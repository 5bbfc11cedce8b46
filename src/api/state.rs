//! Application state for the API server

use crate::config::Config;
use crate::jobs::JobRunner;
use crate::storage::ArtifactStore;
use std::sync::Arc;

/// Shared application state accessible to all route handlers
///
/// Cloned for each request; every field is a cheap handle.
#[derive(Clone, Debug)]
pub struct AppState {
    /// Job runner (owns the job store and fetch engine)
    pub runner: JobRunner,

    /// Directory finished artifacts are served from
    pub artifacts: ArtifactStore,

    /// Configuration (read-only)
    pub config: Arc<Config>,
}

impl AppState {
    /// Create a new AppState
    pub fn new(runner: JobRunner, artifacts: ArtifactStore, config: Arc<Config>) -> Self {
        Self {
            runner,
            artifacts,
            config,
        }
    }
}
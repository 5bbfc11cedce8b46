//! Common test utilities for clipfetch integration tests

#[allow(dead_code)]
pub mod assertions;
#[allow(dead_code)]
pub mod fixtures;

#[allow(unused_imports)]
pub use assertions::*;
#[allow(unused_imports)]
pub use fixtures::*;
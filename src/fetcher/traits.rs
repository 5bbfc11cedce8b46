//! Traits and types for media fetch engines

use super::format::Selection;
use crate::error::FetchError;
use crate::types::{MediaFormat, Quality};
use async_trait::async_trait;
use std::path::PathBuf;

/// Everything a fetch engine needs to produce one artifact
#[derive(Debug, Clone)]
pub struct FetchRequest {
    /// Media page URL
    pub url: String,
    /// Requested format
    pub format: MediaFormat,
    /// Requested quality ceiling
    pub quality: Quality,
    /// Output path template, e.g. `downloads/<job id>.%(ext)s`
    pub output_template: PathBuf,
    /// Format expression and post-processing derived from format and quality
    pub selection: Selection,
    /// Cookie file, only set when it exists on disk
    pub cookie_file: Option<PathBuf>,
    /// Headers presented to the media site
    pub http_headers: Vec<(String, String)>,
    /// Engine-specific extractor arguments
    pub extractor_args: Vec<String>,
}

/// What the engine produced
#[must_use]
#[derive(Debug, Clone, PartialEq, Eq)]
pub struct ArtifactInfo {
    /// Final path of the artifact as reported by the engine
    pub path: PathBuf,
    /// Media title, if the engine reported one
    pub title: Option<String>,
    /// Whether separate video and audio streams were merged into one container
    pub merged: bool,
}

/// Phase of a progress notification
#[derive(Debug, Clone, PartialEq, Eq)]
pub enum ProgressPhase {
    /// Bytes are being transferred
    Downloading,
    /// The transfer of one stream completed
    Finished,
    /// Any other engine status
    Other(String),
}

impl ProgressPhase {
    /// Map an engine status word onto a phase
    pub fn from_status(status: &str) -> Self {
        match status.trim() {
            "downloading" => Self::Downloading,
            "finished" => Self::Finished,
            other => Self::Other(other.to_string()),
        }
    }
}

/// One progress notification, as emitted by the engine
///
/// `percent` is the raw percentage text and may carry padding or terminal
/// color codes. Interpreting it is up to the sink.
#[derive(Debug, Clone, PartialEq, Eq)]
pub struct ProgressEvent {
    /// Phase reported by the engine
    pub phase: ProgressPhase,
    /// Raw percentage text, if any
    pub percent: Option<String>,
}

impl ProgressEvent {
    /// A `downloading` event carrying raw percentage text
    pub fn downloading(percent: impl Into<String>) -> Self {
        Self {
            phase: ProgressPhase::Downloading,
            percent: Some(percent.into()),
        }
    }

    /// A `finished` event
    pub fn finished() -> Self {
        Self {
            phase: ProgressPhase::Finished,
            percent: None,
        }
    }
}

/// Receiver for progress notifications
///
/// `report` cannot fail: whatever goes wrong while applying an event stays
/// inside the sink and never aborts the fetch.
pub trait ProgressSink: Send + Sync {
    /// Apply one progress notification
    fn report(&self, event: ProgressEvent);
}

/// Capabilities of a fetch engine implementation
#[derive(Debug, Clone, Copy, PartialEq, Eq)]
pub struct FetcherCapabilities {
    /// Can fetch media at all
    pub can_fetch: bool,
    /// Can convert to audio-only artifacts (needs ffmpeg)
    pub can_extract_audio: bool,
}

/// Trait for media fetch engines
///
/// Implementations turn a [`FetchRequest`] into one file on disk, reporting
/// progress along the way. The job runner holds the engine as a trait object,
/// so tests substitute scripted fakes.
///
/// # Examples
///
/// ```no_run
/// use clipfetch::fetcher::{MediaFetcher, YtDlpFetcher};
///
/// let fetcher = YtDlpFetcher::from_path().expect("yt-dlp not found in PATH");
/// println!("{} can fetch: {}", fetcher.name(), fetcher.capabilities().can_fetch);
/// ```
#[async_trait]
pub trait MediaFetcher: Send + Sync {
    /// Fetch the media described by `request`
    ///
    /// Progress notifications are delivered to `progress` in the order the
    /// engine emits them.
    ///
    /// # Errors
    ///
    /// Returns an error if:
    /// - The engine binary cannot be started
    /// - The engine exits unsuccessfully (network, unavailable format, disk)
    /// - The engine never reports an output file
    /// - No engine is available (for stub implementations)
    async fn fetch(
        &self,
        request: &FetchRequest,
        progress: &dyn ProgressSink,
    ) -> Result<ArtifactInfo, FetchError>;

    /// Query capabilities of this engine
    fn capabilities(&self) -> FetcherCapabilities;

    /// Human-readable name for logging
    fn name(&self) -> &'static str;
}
==
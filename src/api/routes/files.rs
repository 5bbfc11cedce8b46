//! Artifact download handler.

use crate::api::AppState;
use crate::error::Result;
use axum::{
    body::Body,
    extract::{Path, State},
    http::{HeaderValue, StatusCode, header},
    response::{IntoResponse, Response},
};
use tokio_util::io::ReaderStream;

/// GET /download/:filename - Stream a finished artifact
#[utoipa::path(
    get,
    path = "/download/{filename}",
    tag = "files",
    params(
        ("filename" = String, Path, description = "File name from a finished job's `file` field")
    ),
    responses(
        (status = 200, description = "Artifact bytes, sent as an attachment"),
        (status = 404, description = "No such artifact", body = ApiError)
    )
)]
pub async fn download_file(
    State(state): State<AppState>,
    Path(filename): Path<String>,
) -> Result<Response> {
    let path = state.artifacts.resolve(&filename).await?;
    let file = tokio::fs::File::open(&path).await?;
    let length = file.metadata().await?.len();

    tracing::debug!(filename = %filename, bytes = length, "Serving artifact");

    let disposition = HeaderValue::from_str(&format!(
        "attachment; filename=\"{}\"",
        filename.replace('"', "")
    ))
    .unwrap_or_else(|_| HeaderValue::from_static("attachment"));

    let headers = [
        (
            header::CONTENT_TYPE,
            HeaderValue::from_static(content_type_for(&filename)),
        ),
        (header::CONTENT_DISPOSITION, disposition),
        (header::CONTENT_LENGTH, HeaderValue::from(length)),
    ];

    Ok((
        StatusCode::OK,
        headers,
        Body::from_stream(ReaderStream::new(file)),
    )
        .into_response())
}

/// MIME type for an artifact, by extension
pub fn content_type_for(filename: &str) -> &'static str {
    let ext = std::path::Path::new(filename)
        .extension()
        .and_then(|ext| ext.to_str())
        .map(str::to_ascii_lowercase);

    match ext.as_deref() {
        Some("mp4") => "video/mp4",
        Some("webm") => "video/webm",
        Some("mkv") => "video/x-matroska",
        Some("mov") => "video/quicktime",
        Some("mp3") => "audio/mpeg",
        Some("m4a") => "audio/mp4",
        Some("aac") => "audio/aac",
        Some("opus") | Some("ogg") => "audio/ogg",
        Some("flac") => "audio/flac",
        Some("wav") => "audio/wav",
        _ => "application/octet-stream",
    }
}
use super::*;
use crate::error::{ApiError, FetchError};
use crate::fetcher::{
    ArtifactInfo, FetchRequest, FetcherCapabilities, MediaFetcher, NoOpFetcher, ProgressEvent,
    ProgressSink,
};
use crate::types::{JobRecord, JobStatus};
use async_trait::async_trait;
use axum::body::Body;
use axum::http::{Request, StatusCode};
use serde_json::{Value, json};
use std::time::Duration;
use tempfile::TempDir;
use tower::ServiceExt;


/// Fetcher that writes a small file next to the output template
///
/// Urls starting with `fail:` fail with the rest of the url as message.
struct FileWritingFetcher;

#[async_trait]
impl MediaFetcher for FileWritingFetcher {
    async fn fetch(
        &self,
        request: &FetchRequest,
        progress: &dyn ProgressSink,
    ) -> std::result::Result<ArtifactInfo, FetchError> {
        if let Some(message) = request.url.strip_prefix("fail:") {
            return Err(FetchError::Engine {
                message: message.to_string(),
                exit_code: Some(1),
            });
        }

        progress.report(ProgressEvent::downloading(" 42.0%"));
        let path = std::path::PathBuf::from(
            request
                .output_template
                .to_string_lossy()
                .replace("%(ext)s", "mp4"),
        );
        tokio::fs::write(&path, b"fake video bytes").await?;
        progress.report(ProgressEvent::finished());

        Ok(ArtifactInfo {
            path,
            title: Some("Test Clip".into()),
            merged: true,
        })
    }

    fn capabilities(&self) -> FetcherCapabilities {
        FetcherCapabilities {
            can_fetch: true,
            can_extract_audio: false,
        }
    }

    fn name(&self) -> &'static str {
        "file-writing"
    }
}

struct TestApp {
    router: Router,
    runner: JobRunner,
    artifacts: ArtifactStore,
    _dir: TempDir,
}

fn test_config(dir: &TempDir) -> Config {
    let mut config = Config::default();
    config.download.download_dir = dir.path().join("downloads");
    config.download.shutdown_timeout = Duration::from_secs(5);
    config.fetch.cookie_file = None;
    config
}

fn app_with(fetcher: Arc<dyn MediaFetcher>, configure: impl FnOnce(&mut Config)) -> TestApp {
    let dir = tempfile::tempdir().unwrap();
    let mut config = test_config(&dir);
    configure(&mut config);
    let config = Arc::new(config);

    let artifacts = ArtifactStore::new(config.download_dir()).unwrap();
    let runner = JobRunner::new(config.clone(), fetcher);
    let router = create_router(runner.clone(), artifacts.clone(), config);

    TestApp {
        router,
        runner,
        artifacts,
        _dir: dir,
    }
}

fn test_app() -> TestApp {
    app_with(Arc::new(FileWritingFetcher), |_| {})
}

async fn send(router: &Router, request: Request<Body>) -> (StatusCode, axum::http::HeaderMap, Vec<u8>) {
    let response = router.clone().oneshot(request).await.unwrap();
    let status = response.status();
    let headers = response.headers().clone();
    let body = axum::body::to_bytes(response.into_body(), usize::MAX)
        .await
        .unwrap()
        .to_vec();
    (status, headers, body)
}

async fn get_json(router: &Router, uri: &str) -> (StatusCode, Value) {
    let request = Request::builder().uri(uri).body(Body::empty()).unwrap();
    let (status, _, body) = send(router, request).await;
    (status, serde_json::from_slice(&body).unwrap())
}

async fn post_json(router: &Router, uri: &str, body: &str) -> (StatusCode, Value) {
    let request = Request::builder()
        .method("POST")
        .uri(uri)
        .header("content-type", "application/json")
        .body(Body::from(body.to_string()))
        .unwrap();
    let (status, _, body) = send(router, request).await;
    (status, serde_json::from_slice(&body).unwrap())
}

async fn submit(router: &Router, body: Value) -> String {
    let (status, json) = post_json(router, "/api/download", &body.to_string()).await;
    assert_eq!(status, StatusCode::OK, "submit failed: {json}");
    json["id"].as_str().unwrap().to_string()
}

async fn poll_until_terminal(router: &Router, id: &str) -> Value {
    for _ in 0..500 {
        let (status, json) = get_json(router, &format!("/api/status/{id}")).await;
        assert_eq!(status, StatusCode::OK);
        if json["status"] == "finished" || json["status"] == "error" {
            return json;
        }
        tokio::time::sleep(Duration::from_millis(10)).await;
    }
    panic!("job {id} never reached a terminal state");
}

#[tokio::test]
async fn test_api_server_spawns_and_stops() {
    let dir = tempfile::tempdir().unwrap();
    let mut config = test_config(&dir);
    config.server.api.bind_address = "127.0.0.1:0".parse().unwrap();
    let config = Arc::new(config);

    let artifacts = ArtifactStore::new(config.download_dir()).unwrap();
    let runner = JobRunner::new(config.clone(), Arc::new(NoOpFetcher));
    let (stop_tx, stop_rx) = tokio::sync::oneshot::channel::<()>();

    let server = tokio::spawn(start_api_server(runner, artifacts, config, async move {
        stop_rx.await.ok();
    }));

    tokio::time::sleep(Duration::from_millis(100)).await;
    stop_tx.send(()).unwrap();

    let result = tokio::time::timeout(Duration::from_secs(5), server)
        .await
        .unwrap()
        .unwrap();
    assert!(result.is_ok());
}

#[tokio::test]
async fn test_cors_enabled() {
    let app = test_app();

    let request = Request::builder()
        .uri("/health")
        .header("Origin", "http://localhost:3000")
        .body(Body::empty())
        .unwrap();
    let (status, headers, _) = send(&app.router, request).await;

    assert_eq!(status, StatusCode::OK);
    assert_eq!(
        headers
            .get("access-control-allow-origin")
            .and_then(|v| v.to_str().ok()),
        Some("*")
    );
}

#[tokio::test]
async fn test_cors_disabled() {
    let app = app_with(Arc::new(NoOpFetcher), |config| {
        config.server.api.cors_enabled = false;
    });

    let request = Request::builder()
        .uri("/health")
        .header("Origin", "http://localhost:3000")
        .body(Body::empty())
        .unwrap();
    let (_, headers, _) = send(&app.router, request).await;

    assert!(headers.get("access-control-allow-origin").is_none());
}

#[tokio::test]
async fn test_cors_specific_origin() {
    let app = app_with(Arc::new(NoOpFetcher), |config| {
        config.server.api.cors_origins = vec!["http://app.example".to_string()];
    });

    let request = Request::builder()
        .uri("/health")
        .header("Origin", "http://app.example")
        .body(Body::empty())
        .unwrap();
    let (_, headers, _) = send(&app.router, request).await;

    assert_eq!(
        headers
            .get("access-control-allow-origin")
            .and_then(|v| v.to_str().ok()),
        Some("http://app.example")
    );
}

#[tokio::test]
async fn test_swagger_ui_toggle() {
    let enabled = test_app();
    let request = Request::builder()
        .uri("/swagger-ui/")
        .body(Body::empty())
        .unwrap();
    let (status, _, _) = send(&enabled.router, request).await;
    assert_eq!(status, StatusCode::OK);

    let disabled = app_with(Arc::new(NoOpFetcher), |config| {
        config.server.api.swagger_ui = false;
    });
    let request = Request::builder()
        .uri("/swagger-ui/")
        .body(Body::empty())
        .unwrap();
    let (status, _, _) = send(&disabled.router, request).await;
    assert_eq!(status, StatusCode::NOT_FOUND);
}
==
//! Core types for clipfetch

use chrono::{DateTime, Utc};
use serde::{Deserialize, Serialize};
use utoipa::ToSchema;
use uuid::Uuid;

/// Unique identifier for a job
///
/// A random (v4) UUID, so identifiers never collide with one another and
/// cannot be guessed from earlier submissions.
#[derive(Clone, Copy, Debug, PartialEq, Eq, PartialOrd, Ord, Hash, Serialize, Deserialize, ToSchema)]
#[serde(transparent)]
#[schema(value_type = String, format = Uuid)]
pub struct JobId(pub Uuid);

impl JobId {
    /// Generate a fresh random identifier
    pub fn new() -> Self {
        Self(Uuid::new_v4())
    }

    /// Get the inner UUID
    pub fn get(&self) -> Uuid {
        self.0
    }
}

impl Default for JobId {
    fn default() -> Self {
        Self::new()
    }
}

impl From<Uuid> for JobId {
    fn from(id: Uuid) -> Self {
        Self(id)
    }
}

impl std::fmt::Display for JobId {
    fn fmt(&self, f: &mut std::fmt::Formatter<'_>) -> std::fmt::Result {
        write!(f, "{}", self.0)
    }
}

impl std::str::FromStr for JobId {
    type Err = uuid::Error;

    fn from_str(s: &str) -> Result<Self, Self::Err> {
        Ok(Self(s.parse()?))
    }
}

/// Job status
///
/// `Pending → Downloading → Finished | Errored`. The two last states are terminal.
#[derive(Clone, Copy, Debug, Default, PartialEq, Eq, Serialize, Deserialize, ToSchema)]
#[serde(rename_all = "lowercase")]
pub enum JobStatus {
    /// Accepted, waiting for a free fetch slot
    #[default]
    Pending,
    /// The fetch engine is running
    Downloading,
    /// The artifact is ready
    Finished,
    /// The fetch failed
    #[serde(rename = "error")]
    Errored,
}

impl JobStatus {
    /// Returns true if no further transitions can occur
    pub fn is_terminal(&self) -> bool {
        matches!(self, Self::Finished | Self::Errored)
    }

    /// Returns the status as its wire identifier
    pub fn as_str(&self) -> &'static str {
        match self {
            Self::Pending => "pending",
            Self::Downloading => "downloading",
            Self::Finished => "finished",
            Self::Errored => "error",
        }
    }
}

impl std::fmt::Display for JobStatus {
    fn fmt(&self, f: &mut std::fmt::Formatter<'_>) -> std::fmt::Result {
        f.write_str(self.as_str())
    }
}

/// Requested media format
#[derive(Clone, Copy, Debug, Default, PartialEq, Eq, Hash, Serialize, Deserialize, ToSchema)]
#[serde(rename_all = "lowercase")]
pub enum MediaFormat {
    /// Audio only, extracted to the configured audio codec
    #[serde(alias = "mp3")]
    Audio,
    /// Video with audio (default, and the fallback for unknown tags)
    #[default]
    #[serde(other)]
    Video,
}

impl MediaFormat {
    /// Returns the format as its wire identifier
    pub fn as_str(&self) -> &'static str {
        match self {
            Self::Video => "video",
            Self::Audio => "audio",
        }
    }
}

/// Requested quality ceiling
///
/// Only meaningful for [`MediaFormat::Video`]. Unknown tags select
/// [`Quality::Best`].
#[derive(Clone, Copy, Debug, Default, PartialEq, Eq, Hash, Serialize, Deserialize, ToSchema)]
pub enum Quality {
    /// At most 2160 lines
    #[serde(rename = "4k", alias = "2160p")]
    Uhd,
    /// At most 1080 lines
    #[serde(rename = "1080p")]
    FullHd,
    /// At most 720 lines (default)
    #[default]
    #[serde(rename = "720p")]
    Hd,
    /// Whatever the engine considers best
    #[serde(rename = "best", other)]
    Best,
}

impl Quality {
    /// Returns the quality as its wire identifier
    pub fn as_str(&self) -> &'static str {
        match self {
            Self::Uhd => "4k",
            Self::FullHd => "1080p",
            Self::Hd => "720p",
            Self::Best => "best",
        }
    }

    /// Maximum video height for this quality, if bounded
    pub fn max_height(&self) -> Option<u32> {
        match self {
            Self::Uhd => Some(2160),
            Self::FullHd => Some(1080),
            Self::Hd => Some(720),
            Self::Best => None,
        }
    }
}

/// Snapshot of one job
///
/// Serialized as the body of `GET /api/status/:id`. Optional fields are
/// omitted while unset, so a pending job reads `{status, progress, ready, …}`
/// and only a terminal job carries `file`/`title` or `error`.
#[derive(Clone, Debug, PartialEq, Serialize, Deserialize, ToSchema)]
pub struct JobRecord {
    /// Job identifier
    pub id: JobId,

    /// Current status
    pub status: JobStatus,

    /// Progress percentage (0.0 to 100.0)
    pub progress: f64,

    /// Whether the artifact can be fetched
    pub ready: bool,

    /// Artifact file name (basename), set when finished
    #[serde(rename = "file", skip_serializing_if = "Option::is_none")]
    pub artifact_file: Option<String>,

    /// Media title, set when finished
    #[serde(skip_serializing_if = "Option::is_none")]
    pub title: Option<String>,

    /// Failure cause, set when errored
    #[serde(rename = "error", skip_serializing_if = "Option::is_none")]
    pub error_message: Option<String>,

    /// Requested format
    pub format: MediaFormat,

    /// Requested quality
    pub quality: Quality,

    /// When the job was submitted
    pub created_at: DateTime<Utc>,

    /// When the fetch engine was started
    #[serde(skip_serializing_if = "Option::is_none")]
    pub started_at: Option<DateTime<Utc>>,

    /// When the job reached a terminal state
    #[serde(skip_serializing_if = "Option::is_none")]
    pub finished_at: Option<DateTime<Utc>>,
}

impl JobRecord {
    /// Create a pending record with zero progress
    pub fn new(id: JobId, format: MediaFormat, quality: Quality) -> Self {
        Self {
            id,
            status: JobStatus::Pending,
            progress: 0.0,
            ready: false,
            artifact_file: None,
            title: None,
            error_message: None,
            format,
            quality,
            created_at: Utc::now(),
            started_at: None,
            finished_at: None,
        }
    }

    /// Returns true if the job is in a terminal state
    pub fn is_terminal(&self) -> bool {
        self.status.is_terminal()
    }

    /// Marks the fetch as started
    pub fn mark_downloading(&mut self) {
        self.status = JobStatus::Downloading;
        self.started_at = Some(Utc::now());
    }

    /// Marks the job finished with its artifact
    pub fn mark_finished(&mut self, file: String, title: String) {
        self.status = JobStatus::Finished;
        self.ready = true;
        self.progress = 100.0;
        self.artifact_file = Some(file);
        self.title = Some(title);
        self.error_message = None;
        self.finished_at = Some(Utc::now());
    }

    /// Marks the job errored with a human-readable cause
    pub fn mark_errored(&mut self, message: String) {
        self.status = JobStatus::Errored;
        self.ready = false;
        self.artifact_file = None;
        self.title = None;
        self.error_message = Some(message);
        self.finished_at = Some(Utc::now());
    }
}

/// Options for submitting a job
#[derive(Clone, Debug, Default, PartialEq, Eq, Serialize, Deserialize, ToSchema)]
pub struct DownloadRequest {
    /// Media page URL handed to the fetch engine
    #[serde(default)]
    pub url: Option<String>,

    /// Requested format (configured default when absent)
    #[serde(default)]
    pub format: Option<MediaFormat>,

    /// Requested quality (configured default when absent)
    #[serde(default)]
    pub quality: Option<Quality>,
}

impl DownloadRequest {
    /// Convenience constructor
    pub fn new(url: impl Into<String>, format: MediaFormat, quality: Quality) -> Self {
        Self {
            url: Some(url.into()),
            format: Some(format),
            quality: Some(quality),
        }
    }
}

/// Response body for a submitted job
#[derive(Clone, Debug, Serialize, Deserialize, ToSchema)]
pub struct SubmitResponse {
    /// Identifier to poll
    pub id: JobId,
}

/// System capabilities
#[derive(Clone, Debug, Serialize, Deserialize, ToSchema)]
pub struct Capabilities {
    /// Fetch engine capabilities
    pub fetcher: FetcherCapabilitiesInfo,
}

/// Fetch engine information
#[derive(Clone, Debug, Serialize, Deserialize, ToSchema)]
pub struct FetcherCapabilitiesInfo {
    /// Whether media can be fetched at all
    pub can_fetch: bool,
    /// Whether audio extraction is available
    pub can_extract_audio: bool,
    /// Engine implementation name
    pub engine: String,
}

§ Exercise brief
When you find a line in the records that contains the word "page", copy it.

§ Exercise result
    /// Media page URL
    /// Media page URL handed to the fetch engine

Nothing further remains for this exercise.